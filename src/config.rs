use std::time::Duration;

use crate::{Error, Result};

pub const DEFAULT_USER_AGENT: &str = "Mozilla/5.0";

const USER_AGENT_VAR: &str = "YOUTUBE_META_USER_AGENT";
const TIMEOUT_VAR: &str = "YOUTUBE_META_TIMEOUT_SECS";
const PROXY_VAR: &str = "YOUTUBE_META_PROXY";

/// Settings for the http client. The default issues a plain GET with no
/// timeout, matching what a bare http request would do.
#[derive(Clone, Debug)]
pub struct Config {
  pub user_agent: String,
  pub timeout: Option<Duration>,
  pub proxy: Option<String>,
}

impl Default for Config {
  fn default() -> Self {
    Self {
      user_agent: DEFAULT_USER_AGENT.to_owned(),
      timeout: None,
      proxy: None,
    }
  }
}

impl Config {
  pub fn from_env() -> Result<Self> {
    Self::from_lookup(|key| std::env::var(key).ok())
  }

  fn from_lookup(lookup: impl Fn(&str) -> Option<String>) -> Result<Self> {
    let mut config = Self::default();

    if let Some(user_agent) = lookup(USER_AGENT_VAR) {
      config.user_agent = user_agent;
    }

    if let Some(secs) = lookup(TIMEOUT_VAR) {
      let secs = secs
        .trim()
        .parse::<u64>()
        .map_err(|_| Error::Config(TIMEOUT_VAR, secs))?;
      config.timeout = Some(Duration::from_secs(secs));
    }

    config.proxy = lookup(PROXY_VAR).filter(|p| !p.is_empty());

    Ok(config)
  }
}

-- GOAL OF THE EXERCISE --
What is needed is every line from the data above that includes the string "Some", copied out.

-- ANSWER TO THIS EXERCISE --
    if let Some(user_agent) = lookup(USER_AGENT_VAR) {
    if let Some(secs) = lookup(TIMEOUT_VAR) {
      config.timeout = Some(Duration::from_secs(secs));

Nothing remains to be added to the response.